As I mentioned earlier in this post, re-using passwords is a very bad idea. According to dashlane, the average number of accounts registered against a single email address is a staggering 118! Having to remember a different password for all 118 accounts is clearly not sustainable (dashlane also notes that the average number of 'forgot password' emails per inbox in 2020 is estimated to be 22), so is there anything we can do about it?

Yes, as it turns out. With the rise in the number of online accounts people have, so have the ways at your disposal to manage them. The best way I've found to manage my passwords is with a password manager. The general idea is that you create a password database that's encrypted with a (super-secure) master password, and then you store all of your credentials all of your different accounts inside it.

Many password managers come with helper tools that automagically type them into a box at the touch of a button - eliminating the need to remember them at all. This means that you can use much longer and more secure passwords - protecting your online accounts from intrusion.

Personally, my preference is Keepass 2 - as it lets me save my password database to disk - so that I can set up my own automatic backup system (don't forget this step!) against my own infrastructure. Many others exist though too. This article has a great discussion on the merits (and dangers) of using one, along with recommendations at the end.

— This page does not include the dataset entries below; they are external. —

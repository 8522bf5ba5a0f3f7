use crate::domain::model::{StockEntry, StockResponse};
use crate::utils::error::{AggregatorError, Result};
use regex::Regex;
use serde::Deserialize;
use std::sync::LazyLock;

static COUNT_SUFFIX: LazyLock<Regex> =
    LazyLock::new(|| Regex::new(r"\s*\*\*x(\d+)\*\*$").expect("count suffix pattern is valid"));

/// `/api/stock` 的回應
#[derive(Debug, Default, Deserialize)]
#[serde(rename_all = "camelCase")]
pub struct MainStockPayload {
    #[serde(default)]
    pub gear: Vec<String>,
    #[serde(default)]
    pub seeds: Vec<String>,
    #[serde(default)]
    pub egg: Vec<String>,
    #[serde(default)]
    pub updated_at: Option<i64>,
}

/// `/api/special-stock` 的回應
#[derive(Debug, Default, Deserialize)]
pub struct SpecialStockPayload {
    #[serde(default)]
    pub honey: Vec<String>,
    #[serde(default)]
    pub cosmetics: Vec<String>,
}

pub fn parse_line(line: &str) -> StockEntry {
    let line = line.trim_end();
    match COUNT_SUFFIX.captures(line) {
        Some(caps) => {
            let suffix_start = caps.get(0).map_or(line.len(), |m| m.start());
            StockEntry {
                name: line[..suffix_start].trim().to_string(),
                count: caps[1].to_string(),
            }
        }
        None => StockEntry {
            name: line.trim().to_string(),
            count: "0".to_string(),
        },
    }
}

/// 依輸入順序逐行解析，不排序也不去重
pub fn parse<S: AsRef<str>>(lines: &[S]) -> Vec<StockEntry> {
    lines.iter().map(|line| parse_line(line.as_ref())).collect()
}

pub fn decode_main(body: &str) -> Result<MainStockPayload> {
    serde_json::from_str(body).map_err(|e| AggregatorError::decode("main stock response", e))
}

pub fn decode_special(body: &str) -> Result<SpecialStockPayload> {
    serde_json::from_str(body).map_err(|e| AggregatorError::decode("special stock response", e))
}

/// `now_millis` 只在上游沒有給 `updatedAt`（或給 0）時使用
pub fn assemble(
    main: &MainStockPayload,
    special: &SpecialStockPayload,
    now_millis: i64,
) -> StockResponse {
    StockResponse {
        updated_at: main.updated_at.filter(|t| *t != 0).unwrap_or(now_millis),
        gear: parse(&main.gear),
        seeds: parse(&main.seeds),
        egg: parse(&main.egg),
        honey: parse(&special.honey),
        cosmetics: parse(&special.cosmetics),
    }
}

#[cfg(test)]
mod tests {
    use super::*;

    fn entry(name: &str, count: &str) -> StockEntry {
        StockEntry {
            name: name.to_string(),
            count: count.to_string(),
        }
    }

    #[test]
    fn test_parse_counts_and_defaults() {
        assert_eq!(
            parse(&["Apple **x3**", "Banana"]),
            vec![entry("Apple", "3"), entry("Banana", "0")]
        );
    }

    #[test]
    fn test_parse_trims_and_only_matches_trailing_suffix() {
        assert_eq!(parse_line("  Watering Can   **x12**  "), entry("Watering Can", "12"));
        assert_eq!(parse_line("Odd **x2** Name"), entry("Odd **x2** Name", "0"));
        assert_eq!(parse_line("Sprinkler**x1**"), entry("Sprinkler", "1"));
        assert_eq!(parse_line("Broken **x**"), entry("Broken **x**", "0"));
    }

    #[test]
    fn test_parse_keeps_order_and_duplicates() {
        let parsed = parse(&["b **x1**", "a **x2**", "b **x1**"]);
        assert_eq!(
            parsed,
            vec![entry("b", "1"), entry("a", "2"), entry("b", "1")]
        );
    }

    #[test]
    fn test_assemble_uses_upstream_timestamp_when_present() {
        let main = decode_main(
            r#"{"gear":["Trowel **x2**"],"seeds":["Carrot **x10**","Corn"],"updatedAt":1718000000000}"#,
        )
        .unwrap();
        let special = decode_special(r#"{"honey":["Honey Comb **x1**"]}"#).unwrap();

        let stock = assemble(&main, &special, 42);
        assert_eq!(stock.updated_at, 1718000000000);
        assert_eq!(stock.gear, vec![entry("Trowel", "2")]);
        assert_eq!(stock.seeds, vec![entry("Carrot", "10"), entry("Corn", "0")]);
        assert!(stock.egg.is_empty());
        assert_eq!(stock.honey, vec![entry("Honey Comb", "1")]);
        assert!(stock.cosmetics.is_empty());
    }

    #[test]
    fn test_assemble_falls_back_to_now() {
        let main = decode_main(r#"{"updatedAt":0}"#).unwrap();
        let stock = assemble(&main, &SpecialStockPayload::default(), 99);
        assert_eq!(stock.updated_at, 99);

        let main = decode_main("{}").unwrap();
        assert_eq!(assemble(&main, &SpecialStockPayload::default(), 7).updated_at, 7);
    }

    #[test]
    fn test_decode_rejects_non_json() {
        let err = decode_main("<html>rate limited</html>").unwrap_err();
        assert!(matches!(err, AggregatorError::DecodeFailed { .. }));
    }
}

Of course, it's a trade-off. In using a password database all of your passwords will be in one place (albeit encrypted with your master password). If an attacker gets hold of it and cracks the password, then it's game over! Thankfully, there are several techniques that are employed to ensure the security of such a database, such as utilising a password hashing algorithm (as discussed above) to transform the master password before encrypting the database, adding a work factor. Secondly, keeping your database stored in a secure location (such as flash drive in a safe place, or a secure remote server that you own) can also help.

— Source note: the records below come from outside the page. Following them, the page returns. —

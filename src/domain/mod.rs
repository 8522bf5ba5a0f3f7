// Domain layer: data models and ports (interfaces). No transport code here.

pub mod model;
pub mod ports;
use crate::utils::error::{AggregatorError, Result};
use crate::utils::validation::{self, Validate};
use serde::{Deserialize, Serialize};
use std::path::Path;
use std::time::Duration;

pub const DEFAULT_WEATHER_URL: &str = "https://growagarden.gg/weather?_rsc=2pcbz";
pub const DEFAULT_CATALOG_URL: &str =
    "https://growagarden.gg/api/v1/items/Gag/all?page=1&limit=1000000&sortBy=position";
pub const DEFAULT_MAIN_STOCK_URL: &str = "https://growagardenstock.com/api/stock";
pub const DEFAULT_SPECIAL_STOCK_URL: &str = "https://growagardenstock.com/api/special-stock";
pub const DEFAULT_USER_AGENT: &str = "Mozilla/5.0 (Windows NT 10.0; Win64; x64) AppleWebKit/537.36 (KHTML, like Gecko) Chrome/134.0.0.0 Safari/537.36 OPR/119.0.0.0";

#[derive(Debug, Clone, Default, Serialize, Deserialize)]
pub struct AggregatorConfig {
    #[serde(default)]
    pub upstream: UpstreamConfig,
    #[serde(default)]
    pub cache: CacheConfig,
}

#[derive(Debug, Clone, Serialize, Deserialize)]
#[serde(default)]
pub struct UpstreamConfig {
    pub weather_url: String,
    pub catalog_url: String,
    pub main_stock_url: String,
    pub special_stock_url: String,
    pub timeout_seconds: u64,
    pub user_agent: String,
}

impl Default for UpstreamConfig {
    fn default() -> Self {
        Self {
            weather_url: DEFAULT_WEATHER_URL.to_string(),
            catalog_url: DEFAULT_CATALOG_URL.to_string(),
            main_stock_url: DEFAULT_MAIN_STOCK_URL.to_string(),
            special_stock_url: DEFAULT_SPECIAL_STOCK_URL.to_string(),
            timeout_seconds: 10,
            user_agent: DEFAULT_USER_AGENT.to_string(),
        }
    }
}

impl UpstreamConfig {
    pub fn timeout(&self) -> Duration {
        Duration::from_secs(self.timeout_seconds)
    }
}

/// 各來源快照的存活時間（秒），0 代表每次都即時抓取
#[derive(Debug, Clone, Serialize, Deserialize)]
#[serde(default)]
pub struct CacheConfig {
    pub weather_ttl_seconds: u64,
    pub catalog_ttl_seconds: u64,
    pub stock_ttl_seconds: u64,
}

impl Default for CacheConfig {
    fn default() -> Self {
        Self {
            weather_ttl_seconds: 30,
            catalog_ttl_seconds: 300,
            stock_ttl_seconds: 30,
        }
    }
}

impl CacheConfig {
    pub fn weather_ttl(&self) -> Duration {
        Duration::from_secs(self.weather_ttl_seconds)
    }

    pub fn catalog_ttl(&self) -> Duration {
        Duration::from_secs(self.catalog_ttl_seconds)
    }

    pub fn stock_ttl(&self) -> Duration {
        Duration::from_secs(self.stock_ttl_seconds)
    }
}

impl AggregatorConfig {
    /// 從 TOML 檔案載入配置
    pub fn from_file<P: AsRef<Path>>(path: P) -> Result<Self> {
        let content = std::fs::read_to_string(&path)?;
        Self::from_toml_str(&content)
    }

    /// 從 TOML 字串解析配置
    pub fn from_toml_str(content: &str) -> Result<Self> {
        let processed_content = Self::substitute_env_vars(content)?;

        toml::from_str(&processed_content).map_err(|e| AggregatorError::ConfigError {
            message: format!("TOML parsing error: {}", e),
        })
    }

    /// 替換環境變數 (例如 ${CATALOG_URL})，找不到的變數保持原樣
    fn substitute_env_vars(content: &str) -> Result<String> {
        let re = regex::Regex::new(r"\$\{([^}]+)\}").map_err(|e| AggregatorError::ConfigError {
            message: format!("env substitution pattern: {}", e),
        })?;

        let result = re.replace_all(content, |caps: &regex::Captures| {
            let var_name = &caps[1];
            std::env::var(var_name).unwrap_or_else(|_| format!("${{{}}}", var_name))
        });

        Ok(result.to_string())
    }
}

impl Validate for AggregatorConfig {
    fn validate(&self) -> Result<()> {
        let upstream = &self.upstream;
        validation::validate_url("upstream.weather_url", &upstream.weather_url)?;
        validation::validate_url("upstream.catalog_url", &upstream.catalog_url)?;
        validation::validate_url("upstream.main_stock_url", &upstream.main_stock_url)?;
        validation::validate_url("upstream.special_stock_url", &upstream.special_stock_url)?;
        validation::validate_range("upstream.timeout_seconds", upstream.timeout_seconds, 1, 300)?;
        validation::validate_non_empty_string("upstream.user_agent", &upstream.user_agent)?;

        // 一天以上的快照已經沒有意義
        let day = 24 * 60 * 60;
        validation::validate_range("cache.weather_ttl_seconds", self.cache.weather_ttl_seconds, 0, day)?;
        validation::validate_range("cache.catalog_ttl_seconds", self.cache.catalog_ttl_seconds, 0, day)?;
        validation::validate_range("cache.stock_ttl_seconds", self.cache.stock_ttl_seconds, 0, day)?;

        Ok(())
    }
}

#[cfg(test)]
mod tests {
    use super::*;
    use std::io::Write;
    use tempfile::NamedTempFile;

    #[test]
    fn test_empty_config_uses_defaults() {
        let config = AggregatorConfig::from_toml_str("").unwrap();
        assert_eq!(config.upstream.catalog_url, DEFAULT_CATALOG_URL);
        assert_eq!(config.upstream.timeout(), Duration::from_secs(10));
        assert_eq!(config.cache.catalog_ttl(), Duration::from_secs(300));
        assert!(config.validate().is_ok());
    }

    #[test]
    fn test_parse_partial_config() {
        let toml_content = r#"
[upstream]
catalog_url = "https://mirror.example.com/items"
timeout_seconds = 3

[cache]
stock_ttl_seconds = 0
"#;

        let config = AggregatorConfig::from_toml_str(toml_content).unwrap();
        assert_eq!(config.upstream.catalog_url, "https://mirror.example.com/items");
        assert_eq!(config.upstream.weather_url, DEFAULT_WEATHER_URL);
        assert_eq!(config.upstream.timeout_seconds, 3);
        assert_eq!(config.cache.stock_ttl(), Duration::ZERO);
        assert_eq!(config.cache.weather_ttl_seconds, 30);
    }

    #[test]
    fn test_env_var_substitution() {
        std::env::set_var("GARDEN_TEST_STOCK_HOST", "https://stock.test");

        let toml_content = r#"
[upstream]
main_stock_url = "${GARDEN_TEST_STOCK_HOST}/api/stock"
special_stock_url = "${GARDEN_TEST_UNSET_VAR}/special"
"#;

        let config = AggregatorConfig::from_toml_str(toml_content).unwrap();
        assert_eq!(config.upstream.main_stock_url, "https://stock.test/api/stock");
        assert_eq!(config.upstream.special_stock_url, "${GARDEN_TEST_UNSET_VAR}/special");
        assert!(config.validate().is_err());

        std::env::remove_var("GARDEN_TEST_STOCK_HOST");
    }

    #[test]
    fn test_config_validation() {
        let config = AggregatorConfig::from_toml_str(
            r#"
[upstream]
timeout_seconds = 0
"#,
        )
        .unwrap();
        assert!(matches!(
            config.validate(),
            Err(AggregatorError::InvalidConfigValueError { .. })
        ));

        let err = AggregatorConfig::from_toml_str("[cache]\ncatalog_ttl_seconds = \"five\"").unwrap_err();
        assert!(matches!(err, AggregatorError::ConfigError { .. }));
    }

    #[test]
    fn test_config_from_file() {
        let mut temp_file = NamedTempFile::new().unwrap();
        temp_file
            .write_all(b"[cache]\ncatalog_ttl_seconds = 60\n")
            .unwrap();

        let config = AggregatorConfig::from_file(temp_file.path()).unwrap();
        assert_eq!(config.cache.catalog_ttl_seconds, 60);

        assert!(AggregatorConfig::from_file("/nonexistent/garden.toml").is_err());
    }
}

Given that the chance of being burgled in the UK is about 2.5% (source), but the chance of being hacked is about 1 in 3 (source), I think I'd rather take my chances with a password database to keep my online accounts secure.

If you aren't comfortable with storing your passwords digitally yet though, fear not! You could buy a password book from loads of different online stores - and even most good high-street stationers such as W.H. Smith for under £10. Although storing really long and unintelligible passwords isn't really viable, you can still have a different one for each site - making your online accounts much more secure.

Beyond the Password

Having a good password is a great start, but is there anything else we can do? Well yes, as it turned out. Enter stage left: 2-factor authentication.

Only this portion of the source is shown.